In some ways there has been little change since the first edition of the “Come with Me”
speech was given more than four decades ago: Members of the Board of Governors and
presidents of the 12 Reserve Banks still meet regularly in Washington, D.C., to discuss how best
to set monetary policy to foster full employment and stable prices. But the ways in which these
policymakers think and talk about the economic outlook, the formulation of monetary policy,
and the communication of that policy have all changed dramatically, especially lately.
So without further ado, I’d like to invite you to come with me to the FOMC. We’ll start
with a recent meeting and I will try to point out the things that have changed within the meetings
themselves since previous speeches.
As we enter the room, you will notice a large oval table, big enough to seat about 25
people. Chairman Bernanke sits at the center of the table.
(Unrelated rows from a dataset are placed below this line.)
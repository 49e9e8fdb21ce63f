//! Menu Item Repository

use surrealdb::{RecordId, Surreal};
use surrealdb::engine::local::Db;

use super::{BaseRepository, RepoError, RepoResult};
use crate::db::models::{MenuItem, MenuItemUpdate};
use crate::utils::time::now_millis;

const TABLE: &str = "menu_item";

#[derive(Clone)]
pub struct MenuItemRepository {
    base: BaseRepository,
}

impl MenuItemRepository {
    pub fn new(db: Surreal<Db>) -> Self {
        Self {
            base: BaseRepository::new(db),
        }
    }

    /// Find all menu items ordered by name
    pub async fn find_all(&self) -> RepoResult<Vec<MenuItem>> {
        let items: Vec<MenuItem> = self
            .base
            .db()
            .query("SELECT * FROM menu_item ORDER BY name")
            .await?
            .take(0)?;
        Ok(items)
    }

    /// Find menu item by id
    pub async fn find_by_id(&self, id: &RecordId) -> RepoResult<Option<MenuItem>> {
        let item: Option<MenuItem> = self.base.db().select(id.clone()).await?;
        Ok(item)
    }

    /// Create a new menu item
    pub async fn create(&self, item: MenuItem) -> RepoResult<MenuItem> {
        let created: Option<MenuItem> = self.base.db().create(TABLE).content(item).await?;
        created.ok_or_else(|| RepoError::Database("Failed to create menu item".to_string()))
    }

    /// Update a menu item, partial semantics
    pub async fn update(&self, id: &RecordId, data: MenuItemUpdate) -> RepoResult<MenuItem> {
        let existing = self
            .find_by_id(id)
            .await?
            .ok_or_else(|| RepoError::NotFound(format!("Menu item {} not found", id)))?;

        let name = data.name.unwrap_or(existing.name);
        let tagline = data.tagline.unwrap_or(existing.tagline);
        let image_url = data.image_url.unwrap_or(existing.image_url);
        let price = data.price.unwrap_or(existing.price);

        let mut result = self
            .base
            .db()
            .query(
                "UPDATE $id SET name = $name, tagline = $tagline, image_url = $image_url, \
                 price = $price, updated_at = $now RETURN AFTER",
            )
            .bind(("id", id.clone()))
            .bind(("name", name))
            .bind(("tagline", tagline))
            .bind(("image_url", image_url))
            .bind(("price", price))
            .bind(("now", now_millis()))
            .await?;
        let items: Vec<MenuItem> = result.take(0)?;
        items
            .into_iter()
            .next()
            .ok_or_else(|| RepoError::NotFound(format!("Menu item {} not found", id)))
    }

    /// Hard delete; true when a record was removed
    pub async fn delete(&self, id: &RecordId) -> RepoResult<bool> {
        let deleted: Option<MenuItem> = self.base.db().delete(id.clone()).await?;
        Ok(deleted.is_some())
    }
}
Members of the Board of Governors
sit to his left, beginning with the Vice Chair and then continuing in order of seniority. On the
Chairman’s right is the deputy secretary of the Committee, next to whom sits the president of the
Federal Reserve Bank of New York. The other Reserve Bank presidents are arrayed around the
ends of the table, and staff who will be presenting sit on the side of the table opposite the
Chairman. The voting members of the Committee include all the members of the Board of
Governors, seven in all when we have a full Board, the New York Fed president, and four of the
other presidents on a rotating basis. But you won’t be able to tell the difference between voters
and nonvoters in any of the discussions because everyone participates equally in the meeting
until the vote is taken. Incidentally, as I read the 1967 version of this speech, I noted that it
referred to the 19 men on the Committee. The first woman joined the FOMC in 1978. I am
proud to say that at our next meeting, there will be four women on the Committee.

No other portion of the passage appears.